Activity
Set down exactly the lines of the records from the top to the line containing "one placement step"; include both.

Collected data entries:
* * *

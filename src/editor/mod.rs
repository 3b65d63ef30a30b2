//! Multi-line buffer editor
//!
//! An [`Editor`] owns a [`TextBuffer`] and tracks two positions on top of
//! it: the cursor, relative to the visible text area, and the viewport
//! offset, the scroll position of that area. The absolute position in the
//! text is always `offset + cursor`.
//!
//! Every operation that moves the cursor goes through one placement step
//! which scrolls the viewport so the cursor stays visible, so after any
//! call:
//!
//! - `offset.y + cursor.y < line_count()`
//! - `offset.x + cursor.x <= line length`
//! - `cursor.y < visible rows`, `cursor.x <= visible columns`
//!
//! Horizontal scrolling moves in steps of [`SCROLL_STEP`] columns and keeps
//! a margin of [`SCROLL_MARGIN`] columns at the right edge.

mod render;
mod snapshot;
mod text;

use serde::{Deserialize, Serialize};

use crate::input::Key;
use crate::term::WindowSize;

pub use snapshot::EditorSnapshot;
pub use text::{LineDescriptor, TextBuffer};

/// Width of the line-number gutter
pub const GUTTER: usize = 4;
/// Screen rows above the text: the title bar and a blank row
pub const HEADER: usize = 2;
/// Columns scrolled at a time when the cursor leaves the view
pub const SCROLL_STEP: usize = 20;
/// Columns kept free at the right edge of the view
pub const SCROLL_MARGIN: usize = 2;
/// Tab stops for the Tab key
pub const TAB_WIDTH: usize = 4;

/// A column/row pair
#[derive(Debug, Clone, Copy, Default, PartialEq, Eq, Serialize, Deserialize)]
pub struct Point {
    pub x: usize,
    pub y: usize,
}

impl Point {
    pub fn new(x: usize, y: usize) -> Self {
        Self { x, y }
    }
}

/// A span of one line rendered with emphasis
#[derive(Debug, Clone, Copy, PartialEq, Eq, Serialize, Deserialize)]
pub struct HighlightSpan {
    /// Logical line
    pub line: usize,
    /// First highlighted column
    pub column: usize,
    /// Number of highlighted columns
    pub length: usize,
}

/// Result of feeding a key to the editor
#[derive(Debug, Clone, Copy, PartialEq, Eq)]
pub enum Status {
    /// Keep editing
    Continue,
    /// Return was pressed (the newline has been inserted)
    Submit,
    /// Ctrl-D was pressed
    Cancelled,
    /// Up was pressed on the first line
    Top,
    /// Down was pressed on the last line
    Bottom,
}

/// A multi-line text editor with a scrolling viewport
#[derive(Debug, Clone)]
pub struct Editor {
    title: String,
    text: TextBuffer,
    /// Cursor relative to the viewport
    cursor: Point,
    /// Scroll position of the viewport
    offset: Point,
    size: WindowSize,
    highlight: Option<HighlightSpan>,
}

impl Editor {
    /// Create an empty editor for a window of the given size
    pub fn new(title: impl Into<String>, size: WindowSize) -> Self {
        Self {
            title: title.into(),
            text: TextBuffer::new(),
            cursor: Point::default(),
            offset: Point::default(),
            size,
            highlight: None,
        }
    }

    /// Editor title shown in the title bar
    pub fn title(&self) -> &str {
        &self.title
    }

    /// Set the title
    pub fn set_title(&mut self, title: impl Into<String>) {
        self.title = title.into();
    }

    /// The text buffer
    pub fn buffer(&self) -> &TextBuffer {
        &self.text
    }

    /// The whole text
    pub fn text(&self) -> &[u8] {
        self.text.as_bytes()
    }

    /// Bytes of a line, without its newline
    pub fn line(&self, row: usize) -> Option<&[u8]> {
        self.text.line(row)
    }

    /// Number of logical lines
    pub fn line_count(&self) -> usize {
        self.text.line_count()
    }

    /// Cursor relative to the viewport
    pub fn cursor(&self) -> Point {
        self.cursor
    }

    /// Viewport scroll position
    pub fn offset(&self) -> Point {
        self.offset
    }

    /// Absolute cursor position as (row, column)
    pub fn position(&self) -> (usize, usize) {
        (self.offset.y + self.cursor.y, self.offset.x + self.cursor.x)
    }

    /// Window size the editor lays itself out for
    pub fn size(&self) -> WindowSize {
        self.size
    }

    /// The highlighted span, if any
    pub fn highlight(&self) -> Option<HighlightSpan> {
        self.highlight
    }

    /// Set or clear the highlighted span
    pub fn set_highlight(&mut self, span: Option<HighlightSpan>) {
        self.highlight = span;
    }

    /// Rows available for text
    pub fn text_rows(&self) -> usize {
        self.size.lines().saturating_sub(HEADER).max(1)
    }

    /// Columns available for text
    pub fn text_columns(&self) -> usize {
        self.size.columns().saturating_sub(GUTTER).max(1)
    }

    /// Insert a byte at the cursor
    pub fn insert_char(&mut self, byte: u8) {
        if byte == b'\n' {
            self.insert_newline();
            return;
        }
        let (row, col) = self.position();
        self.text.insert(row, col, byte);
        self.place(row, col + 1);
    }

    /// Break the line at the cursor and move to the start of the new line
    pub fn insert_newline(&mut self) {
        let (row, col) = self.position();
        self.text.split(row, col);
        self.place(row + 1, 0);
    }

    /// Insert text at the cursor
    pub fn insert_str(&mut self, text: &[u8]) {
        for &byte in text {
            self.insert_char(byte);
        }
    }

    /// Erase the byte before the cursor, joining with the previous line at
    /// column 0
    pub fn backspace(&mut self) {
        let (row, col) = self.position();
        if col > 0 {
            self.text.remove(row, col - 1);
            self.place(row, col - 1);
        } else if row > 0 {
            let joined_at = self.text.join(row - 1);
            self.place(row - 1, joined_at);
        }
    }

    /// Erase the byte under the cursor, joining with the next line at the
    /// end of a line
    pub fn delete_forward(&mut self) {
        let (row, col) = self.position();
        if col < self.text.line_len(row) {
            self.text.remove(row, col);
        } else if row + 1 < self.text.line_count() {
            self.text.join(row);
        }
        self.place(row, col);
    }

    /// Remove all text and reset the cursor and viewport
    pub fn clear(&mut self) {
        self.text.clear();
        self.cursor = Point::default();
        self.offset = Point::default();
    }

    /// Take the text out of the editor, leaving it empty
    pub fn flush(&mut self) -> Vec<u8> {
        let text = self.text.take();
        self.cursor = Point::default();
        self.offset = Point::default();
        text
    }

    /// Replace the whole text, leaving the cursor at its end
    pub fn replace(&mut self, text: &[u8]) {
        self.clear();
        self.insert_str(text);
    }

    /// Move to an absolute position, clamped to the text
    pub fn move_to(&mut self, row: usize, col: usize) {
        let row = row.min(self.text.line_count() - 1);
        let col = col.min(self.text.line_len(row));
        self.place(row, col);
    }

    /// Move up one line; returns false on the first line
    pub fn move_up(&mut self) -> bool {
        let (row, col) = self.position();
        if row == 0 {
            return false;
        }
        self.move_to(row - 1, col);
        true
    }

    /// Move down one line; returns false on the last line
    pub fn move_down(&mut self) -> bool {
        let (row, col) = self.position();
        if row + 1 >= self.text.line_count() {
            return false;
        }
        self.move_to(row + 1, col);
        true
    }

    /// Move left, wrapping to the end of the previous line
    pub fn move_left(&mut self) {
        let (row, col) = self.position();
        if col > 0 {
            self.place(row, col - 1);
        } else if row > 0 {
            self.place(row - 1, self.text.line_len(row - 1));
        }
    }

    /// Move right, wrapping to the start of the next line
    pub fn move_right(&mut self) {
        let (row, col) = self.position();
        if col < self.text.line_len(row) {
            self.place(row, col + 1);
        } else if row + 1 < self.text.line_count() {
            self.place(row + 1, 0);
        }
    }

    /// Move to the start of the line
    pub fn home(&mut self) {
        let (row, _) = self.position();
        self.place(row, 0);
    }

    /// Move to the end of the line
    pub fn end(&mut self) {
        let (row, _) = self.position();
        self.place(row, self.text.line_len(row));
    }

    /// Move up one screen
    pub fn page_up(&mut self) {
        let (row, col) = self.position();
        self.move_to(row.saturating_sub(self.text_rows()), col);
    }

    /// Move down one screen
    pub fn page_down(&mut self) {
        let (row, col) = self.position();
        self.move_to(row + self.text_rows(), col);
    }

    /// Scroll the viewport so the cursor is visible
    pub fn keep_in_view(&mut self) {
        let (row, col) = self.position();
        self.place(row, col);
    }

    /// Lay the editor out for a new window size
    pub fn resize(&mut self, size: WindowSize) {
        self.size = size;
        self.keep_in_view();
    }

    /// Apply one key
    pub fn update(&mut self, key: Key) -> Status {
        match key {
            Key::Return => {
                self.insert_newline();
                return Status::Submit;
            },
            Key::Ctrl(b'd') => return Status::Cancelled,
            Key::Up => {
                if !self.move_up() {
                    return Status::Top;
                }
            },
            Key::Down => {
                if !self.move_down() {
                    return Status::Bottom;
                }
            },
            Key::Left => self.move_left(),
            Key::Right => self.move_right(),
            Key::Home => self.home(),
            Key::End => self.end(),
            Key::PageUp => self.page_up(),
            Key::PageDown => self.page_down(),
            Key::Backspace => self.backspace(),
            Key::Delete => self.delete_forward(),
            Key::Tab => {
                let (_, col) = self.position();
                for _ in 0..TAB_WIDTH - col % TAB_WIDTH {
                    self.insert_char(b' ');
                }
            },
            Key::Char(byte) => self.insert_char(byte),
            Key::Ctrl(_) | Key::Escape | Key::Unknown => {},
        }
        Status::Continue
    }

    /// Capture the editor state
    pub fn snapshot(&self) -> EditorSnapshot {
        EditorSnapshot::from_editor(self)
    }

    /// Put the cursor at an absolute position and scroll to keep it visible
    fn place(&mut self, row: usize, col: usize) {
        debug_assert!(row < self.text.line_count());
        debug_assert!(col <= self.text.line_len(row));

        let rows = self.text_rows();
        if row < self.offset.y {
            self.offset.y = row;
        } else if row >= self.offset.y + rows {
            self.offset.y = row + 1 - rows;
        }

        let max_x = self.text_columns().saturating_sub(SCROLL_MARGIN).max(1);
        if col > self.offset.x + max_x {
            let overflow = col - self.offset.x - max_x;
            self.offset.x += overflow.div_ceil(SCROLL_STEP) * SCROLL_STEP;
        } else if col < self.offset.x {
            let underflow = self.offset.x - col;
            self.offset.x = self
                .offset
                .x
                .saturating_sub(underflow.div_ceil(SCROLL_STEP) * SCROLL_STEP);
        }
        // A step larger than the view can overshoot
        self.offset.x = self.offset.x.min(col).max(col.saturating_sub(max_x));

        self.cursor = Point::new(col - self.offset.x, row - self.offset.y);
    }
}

* * *

Answer for this exercise
filename src/editor/mod.rs
repository 3b65d63ef30a30b2
//! Multi-line buffer editor
//!
//! An [`Editor`] owns a [`TextBuffer`] and tracks two positions on top of
//! it: the cursor, relative to the visible text area, and the viewport
//! offset, the scroll position of that area. The absolute position in the
//! text is always `offset + cursor`.
//!
//! Every operation that moves the cursor goes through one placement step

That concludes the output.